EXERCISE PROMPT:
Your answer needs to include each line of the records in which the string "BuilderFilters" can be found.

DATA SHOWN:

--------------------------------------------------

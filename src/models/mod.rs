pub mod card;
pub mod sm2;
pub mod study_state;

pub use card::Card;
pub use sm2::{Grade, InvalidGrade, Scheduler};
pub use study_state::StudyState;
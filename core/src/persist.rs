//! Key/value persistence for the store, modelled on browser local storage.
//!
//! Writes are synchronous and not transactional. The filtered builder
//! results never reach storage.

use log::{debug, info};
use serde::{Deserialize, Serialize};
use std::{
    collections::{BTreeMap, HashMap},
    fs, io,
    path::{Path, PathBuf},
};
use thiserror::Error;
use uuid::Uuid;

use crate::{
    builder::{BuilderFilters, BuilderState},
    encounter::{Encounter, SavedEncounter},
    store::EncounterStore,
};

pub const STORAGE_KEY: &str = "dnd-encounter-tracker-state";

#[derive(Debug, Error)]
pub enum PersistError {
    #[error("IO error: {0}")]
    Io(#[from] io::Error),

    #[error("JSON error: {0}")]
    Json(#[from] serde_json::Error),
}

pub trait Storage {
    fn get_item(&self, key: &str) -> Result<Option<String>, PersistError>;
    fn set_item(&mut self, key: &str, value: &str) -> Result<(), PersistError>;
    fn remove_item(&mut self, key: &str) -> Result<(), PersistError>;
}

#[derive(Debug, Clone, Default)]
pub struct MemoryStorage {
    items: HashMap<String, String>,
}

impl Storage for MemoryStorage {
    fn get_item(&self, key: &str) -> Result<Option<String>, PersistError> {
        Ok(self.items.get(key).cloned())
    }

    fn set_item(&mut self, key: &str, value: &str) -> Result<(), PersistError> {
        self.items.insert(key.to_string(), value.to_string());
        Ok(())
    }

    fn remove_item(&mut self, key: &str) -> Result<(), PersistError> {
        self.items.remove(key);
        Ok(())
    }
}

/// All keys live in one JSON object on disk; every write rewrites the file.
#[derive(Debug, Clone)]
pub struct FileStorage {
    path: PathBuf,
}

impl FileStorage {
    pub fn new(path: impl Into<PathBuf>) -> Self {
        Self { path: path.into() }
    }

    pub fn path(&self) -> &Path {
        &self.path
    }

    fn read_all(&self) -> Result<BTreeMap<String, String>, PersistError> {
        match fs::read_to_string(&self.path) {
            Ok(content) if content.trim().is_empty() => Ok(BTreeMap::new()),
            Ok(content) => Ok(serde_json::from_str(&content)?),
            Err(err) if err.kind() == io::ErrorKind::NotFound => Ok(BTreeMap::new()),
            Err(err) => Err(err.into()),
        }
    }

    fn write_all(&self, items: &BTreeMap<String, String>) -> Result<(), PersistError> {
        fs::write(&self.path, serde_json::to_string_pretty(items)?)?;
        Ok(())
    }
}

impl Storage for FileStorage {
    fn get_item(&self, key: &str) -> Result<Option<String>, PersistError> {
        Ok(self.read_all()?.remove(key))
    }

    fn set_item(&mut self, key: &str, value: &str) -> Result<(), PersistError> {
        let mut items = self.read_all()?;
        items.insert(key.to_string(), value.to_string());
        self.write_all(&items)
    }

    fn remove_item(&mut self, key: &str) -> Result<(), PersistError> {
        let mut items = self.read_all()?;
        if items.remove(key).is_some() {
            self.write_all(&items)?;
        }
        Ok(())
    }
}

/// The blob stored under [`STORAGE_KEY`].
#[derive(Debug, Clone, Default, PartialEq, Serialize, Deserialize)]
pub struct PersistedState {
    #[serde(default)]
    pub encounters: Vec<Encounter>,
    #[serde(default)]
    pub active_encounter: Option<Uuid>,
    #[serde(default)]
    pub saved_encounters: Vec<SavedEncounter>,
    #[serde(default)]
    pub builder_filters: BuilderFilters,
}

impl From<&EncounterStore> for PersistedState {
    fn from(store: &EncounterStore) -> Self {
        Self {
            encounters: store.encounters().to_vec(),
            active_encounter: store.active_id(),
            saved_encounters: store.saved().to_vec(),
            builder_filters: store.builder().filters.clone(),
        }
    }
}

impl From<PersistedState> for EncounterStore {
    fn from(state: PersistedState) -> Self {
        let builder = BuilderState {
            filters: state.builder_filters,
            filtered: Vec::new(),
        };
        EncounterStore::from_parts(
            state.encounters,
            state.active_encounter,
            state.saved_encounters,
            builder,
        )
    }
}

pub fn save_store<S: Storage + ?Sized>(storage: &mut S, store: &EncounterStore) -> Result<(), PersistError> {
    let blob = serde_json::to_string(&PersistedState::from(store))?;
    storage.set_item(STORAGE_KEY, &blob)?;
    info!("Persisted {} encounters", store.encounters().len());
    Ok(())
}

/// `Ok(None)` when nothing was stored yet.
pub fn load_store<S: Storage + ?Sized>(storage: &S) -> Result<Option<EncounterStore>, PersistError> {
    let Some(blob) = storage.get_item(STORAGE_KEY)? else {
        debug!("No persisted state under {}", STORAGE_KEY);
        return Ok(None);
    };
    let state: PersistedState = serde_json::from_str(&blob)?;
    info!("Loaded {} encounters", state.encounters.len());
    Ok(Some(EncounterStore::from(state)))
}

--------------------------------------------------

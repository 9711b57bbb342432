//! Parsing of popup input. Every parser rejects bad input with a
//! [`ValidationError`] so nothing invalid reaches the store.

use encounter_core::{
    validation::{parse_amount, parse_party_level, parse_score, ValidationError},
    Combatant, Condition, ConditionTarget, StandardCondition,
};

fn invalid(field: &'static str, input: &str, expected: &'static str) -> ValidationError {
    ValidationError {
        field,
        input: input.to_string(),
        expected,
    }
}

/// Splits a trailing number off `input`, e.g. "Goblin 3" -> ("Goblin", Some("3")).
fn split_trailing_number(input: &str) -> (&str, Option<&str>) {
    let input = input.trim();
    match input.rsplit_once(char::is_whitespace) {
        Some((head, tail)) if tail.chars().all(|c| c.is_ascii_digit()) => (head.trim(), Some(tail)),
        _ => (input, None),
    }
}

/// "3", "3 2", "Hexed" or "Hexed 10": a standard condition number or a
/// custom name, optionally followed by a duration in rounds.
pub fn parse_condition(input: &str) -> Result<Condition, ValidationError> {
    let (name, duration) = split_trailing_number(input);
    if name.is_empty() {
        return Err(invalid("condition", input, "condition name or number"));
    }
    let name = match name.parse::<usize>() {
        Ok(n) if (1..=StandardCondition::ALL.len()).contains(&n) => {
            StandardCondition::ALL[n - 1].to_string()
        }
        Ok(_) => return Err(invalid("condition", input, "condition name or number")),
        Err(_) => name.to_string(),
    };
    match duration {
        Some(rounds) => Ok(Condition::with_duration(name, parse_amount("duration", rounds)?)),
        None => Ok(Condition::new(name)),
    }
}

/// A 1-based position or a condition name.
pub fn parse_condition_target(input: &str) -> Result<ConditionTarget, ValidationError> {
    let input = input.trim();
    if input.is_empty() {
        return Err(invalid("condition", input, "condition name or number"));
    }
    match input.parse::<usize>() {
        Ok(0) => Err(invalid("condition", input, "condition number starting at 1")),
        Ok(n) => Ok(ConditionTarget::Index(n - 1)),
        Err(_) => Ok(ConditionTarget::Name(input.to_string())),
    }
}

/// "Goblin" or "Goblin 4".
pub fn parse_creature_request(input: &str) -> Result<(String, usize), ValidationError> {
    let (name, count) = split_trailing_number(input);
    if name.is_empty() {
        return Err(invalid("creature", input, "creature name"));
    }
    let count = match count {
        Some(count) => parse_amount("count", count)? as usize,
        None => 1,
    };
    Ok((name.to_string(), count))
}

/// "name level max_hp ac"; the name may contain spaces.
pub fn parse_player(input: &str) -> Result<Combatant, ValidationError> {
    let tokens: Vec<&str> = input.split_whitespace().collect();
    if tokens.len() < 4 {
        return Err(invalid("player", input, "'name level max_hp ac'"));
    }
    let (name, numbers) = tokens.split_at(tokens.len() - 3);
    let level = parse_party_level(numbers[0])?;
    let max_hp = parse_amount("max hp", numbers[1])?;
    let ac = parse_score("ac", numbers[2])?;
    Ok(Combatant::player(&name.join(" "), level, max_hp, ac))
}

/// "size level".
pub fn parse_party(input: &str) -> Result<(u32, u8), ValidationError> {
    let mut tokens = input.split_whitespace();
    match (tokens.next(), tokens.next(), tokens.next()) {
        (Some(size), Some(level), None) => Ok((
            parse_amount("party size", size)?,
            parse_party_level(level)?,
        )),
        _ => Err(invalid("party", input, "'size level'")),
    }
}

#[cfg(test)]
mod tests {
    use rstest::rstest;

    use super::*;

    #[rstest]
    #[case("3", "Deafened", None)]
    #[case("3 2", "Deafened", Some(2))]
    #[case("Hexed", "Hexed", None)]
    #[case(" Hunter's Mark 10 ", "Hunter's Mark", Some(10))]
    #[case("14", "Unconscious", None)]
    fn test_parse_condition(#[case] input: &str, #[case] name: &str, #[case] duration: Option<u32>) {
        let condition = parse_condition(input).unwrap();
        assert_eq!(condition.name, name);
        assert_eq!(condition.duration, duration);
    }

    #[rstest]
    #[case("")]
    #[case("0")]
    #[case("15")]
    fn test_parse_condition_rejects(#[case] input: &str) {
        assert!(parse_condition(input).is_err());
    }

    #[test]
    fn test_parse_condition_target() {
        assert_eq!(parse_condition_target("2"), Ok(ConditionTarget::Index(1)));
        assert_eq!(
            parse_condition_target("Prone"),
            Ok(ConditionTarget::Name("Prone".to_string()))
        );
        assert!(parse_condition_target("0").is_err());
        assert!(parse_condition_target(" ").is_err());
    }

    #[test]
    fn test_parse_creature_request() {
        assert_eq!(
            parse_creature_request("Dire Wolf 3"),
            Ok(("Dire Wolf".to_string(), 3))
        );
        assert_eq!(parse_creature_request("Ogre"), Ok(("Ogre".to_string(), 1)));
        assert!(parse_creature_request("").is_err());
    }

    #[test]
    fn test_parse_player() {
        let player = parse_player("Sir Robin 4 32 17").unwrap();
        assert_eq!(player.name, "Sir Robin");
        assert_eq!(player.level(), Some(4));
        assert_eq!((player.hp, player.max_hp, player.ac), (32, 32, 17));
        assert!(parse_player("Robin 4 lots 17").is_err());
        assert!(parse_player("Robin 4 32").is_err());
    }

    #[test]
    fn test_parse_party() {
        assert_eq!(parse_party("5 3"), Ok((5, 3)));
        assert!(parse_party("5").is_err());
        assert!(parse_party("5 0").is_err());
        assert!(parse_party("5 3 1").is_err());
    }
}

--------------------------------------------------

EXERCISE ANSWER:
    builder::{BuilderFilters, BuilderState},
    pub builder_filters: BuilderFilters,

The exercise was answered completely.